WORK ORDER: Pick out each line below containing "yaml".

RAW DATA Start Marker

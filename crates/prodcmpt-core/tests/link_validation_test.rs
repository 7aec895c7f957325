//! Integration tests for link validation of components loaded from a project directory

use prodcmpt_core::cmpt::cardinality::PROPERTY_MIN_CARDINALITY;
use prodcmpt_core::validation::{
    MSGCODE_MAX_CARDINALITY_EXCEEDS_MODEL_MAX, MSGCODE_MIN_CARDINALITY_FALLS_BELOW_MODEL_MIN,
};
use prodcmpt_core::{ConfigLoader, Repository, Severity, validate_repository};
use std::fs;
use std::path::Path;
use tempfile::TempDir;

const PRODUCT_TYPE: &str = r#"
qualifiedName: model.Product
associations:
  - name: coverages
    target: model.Coverage
    minCardinality: 5
    maxCardinality: "*"
"#;

const BASIC: &str = r#"
name: ProductCmpt
attributes: { qualifiedName: products.Basic, productCmptType: model.Product }
children:
  - name: Generation
    attributes: { validFrom: "2024-01-01" }
    children:
      - name: Link
        attributes:
          id: "0"
          association: coverages
          target: coverages.A
          minCardinality: "0"
          maxCardinality: "1"
      - name: Link
        attributes:
          id: "1"
          association: coverages
          target: coverages.B
          minCardinality: "0"
          maxCardinality: "2"
"#;

const UNBOUNDED: &str = r#"
name: ProductCmpt
attributes: { qualifiedName: products.Unbounded, productCmptType: model.Product }
children:
  - name: Generation
    attributes: { validFrom: "2024-01-01" }
    children:
      - name: Link
        attributes:
          id: "0"
          association: coverages
          target: coverages.A
          minCardinality: "1"
          maxCardinality: "*"
          defaultCardinality: "1"
"#;

fn write(root: &Path, name: &str, content: &str) {
    let path = root.join(name);
    fs::create_dir_all(path.parent().unwrap()).unwrap();
    fs::write(path, content).unwrap();
}

fn project(config: Option<&str>) -> TempDir {
    let dir = TempDir::new().unwrap();
    write(dir.path(), "model/product.type.yaml", PRODUCT_TYPE);
    write(dir.path(), "products/basic.cmpt.yaml", BASIC);
    write(dir.path(), "products/unbounded.cmpt.yaml", UNBOUNDED);
    if let Some(config) = config {
        write(dir.path(), "prodcmpt.yaml", config);
    }
    dir
}

#[test]
fn test_link_maxima_below_model_min() {
    let dir = project(None);
    let (config, _) = ConfigLoader::load(None, Some(dir.path())).unwrap();
    let (repo, report) = Repository::load(&config, dir.path()).unwrap();
    assert_eq!(report.cmpt_files, 2);

    let reports = validate_repository(&repo, &config);
    assert_eq!(reports.len(), 1);
    assert_eq!(reports[0].cmpt, "products.Basic");

    let messages = &reports[0].messages;
    assert_eq!(messages.len(), 2);
    let objects: Vec<&str> = messages
        .messages_by_code(MSGCODE_MIN_CARDINALITY_FALLS_BELOW_MODEL_MIN)
        .iter()
        .map(|m| {
            let property = &m.invalid_properties[0];
            assert_eq!(property.property.as_deref(), Some(PROPERTY_MIN_CARDINALITY));
            property.object.as_str()
        })
        .collect();
    assert_eq!(
        objects,
        [
            "products.Basic@2024-01-01/coverages:coverages.A",
            "products.Basic@2024-01-01/coverages:coverages.B",
        ]
    );
    assert!(
        messages
            .messages_by_code(MSGCODE_MAX_CARDINALITY_EXCEEDS_MODEL_MAX)
            .is_empty()
    );
}

#[test]
fn test_configured_severity() {
    let dir = project(Some(
        r#"
validation:
  severities:
    PRODUCTCMPT_LINK-MinCardinalityFallsBelowModelMin: warning
"#,
    ));
    let (config, root) = ConfigLoader::load(None, Some(dir.path())).unwrap();
    assert!(root.join("prodcmpt.yaml").is_file());

    let (repo, _) = Repository::load(&config, dir.path()).unwrap();
    let reports = validate_repository(&repo, &config);
    assert_eq!(reports[0].messages.severity(), Some(Severity::Warning));
    assert_eq!(reports[0].errors().count(), 0);
}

RAW DATA End Marker

YOUR RESPONSE:
    write(dir.path(), "model/product.type.yaml", PRODUCT_TYPE);
    write(dir.path(), "products/basic.cmpt.yaml", BASIC);
    write(dir.path(), "products/unbounded.cmpt.yaml", UNBOUNDED);
        write(dir.path(), "prodcmpt.yaml", config);
    assert!(root.join("prodcmpt.yaml").is_file());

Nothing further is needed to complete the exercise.